> _What to work on_: Report how many lines of the data below contain "Serialize". Give nothing besides the number.

····················

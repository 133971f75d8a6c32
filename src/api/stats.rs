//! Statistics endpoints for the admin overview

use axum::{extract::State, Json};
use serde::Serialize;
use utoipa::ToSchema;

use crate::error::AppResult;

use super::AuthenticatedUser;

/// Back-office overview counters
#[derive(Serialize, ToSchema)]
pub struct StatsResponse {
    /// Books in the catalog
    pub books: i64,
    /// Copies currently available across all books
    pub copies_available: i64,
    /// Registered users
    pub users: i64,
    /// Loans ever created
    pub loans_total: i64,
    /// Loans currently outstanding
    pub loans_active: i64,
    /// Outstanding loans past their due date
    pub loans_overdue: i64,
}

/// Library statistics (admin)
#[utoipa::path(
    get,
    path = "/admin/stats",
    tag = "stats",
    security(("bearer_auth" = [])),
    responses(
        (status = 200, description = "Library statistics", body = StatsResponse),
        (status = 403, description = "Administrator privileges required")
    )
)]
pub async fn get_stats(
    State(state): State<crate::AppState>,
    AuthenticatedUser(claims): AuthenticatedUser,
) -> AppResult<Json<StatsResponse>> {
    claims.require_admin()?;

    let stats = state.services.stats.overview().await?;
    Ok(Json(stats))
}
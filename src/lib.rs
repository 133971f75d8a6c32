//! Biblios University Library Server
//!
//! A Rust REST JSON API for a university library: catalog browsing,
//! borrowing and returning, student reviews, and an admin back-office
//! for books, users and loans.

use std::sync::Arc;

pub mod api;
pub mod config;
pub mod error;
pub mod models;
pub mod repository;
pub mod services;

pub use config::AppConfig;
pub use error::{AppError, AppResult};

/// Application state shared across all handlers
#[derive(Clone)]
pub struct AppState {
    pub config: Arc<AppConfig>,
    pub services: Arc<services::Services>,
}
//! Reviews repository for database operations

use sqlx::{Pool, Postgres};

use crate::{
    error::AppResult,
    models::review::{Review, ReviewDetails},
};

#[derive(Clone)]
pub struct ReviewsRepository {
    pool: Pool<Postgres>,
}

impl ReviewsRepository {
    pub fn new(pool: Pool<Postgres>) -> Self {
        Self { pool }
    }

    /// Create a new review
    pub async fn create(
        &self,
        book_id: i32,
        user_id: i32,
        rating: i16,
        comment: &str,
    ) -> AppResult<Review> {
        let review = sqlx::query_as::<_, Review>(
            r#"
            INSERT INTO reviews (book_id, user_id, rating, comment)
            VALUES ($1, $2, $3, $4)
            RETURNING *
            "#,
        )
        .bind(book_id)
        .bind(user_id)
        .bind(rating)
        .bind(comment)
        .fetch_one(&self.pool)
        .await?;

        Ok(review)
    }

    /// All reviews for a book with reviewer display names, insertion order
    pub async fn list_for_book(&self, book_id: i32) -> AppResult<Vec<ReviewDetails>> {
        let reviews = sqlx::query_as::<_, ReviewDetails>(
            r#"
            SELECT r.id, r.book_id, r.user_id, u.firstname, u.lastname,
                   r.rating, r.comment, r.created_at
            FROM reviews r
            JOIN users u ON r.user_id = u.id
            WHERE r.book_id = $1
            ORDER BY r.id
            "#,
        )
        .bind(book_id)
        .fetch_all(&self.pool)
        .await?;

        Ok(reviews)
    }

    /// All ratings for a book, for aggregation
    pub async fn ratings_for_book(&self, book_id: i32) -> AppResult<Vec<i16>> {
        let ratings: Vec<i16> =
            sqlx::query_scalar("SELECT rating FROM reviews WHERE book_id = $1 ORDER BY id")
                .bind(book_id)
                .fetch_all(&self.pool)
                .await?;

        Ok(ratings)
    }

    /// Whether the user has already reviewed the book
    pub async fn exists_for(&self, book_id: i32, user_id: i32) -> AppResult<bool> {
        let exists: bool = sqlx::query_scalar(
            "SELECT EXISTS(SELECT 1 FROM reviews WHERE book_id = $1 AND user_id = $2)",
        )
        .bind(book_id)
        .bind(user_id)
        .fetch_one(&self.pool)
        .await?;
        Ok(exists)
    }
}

····················

> _Written answer_: 2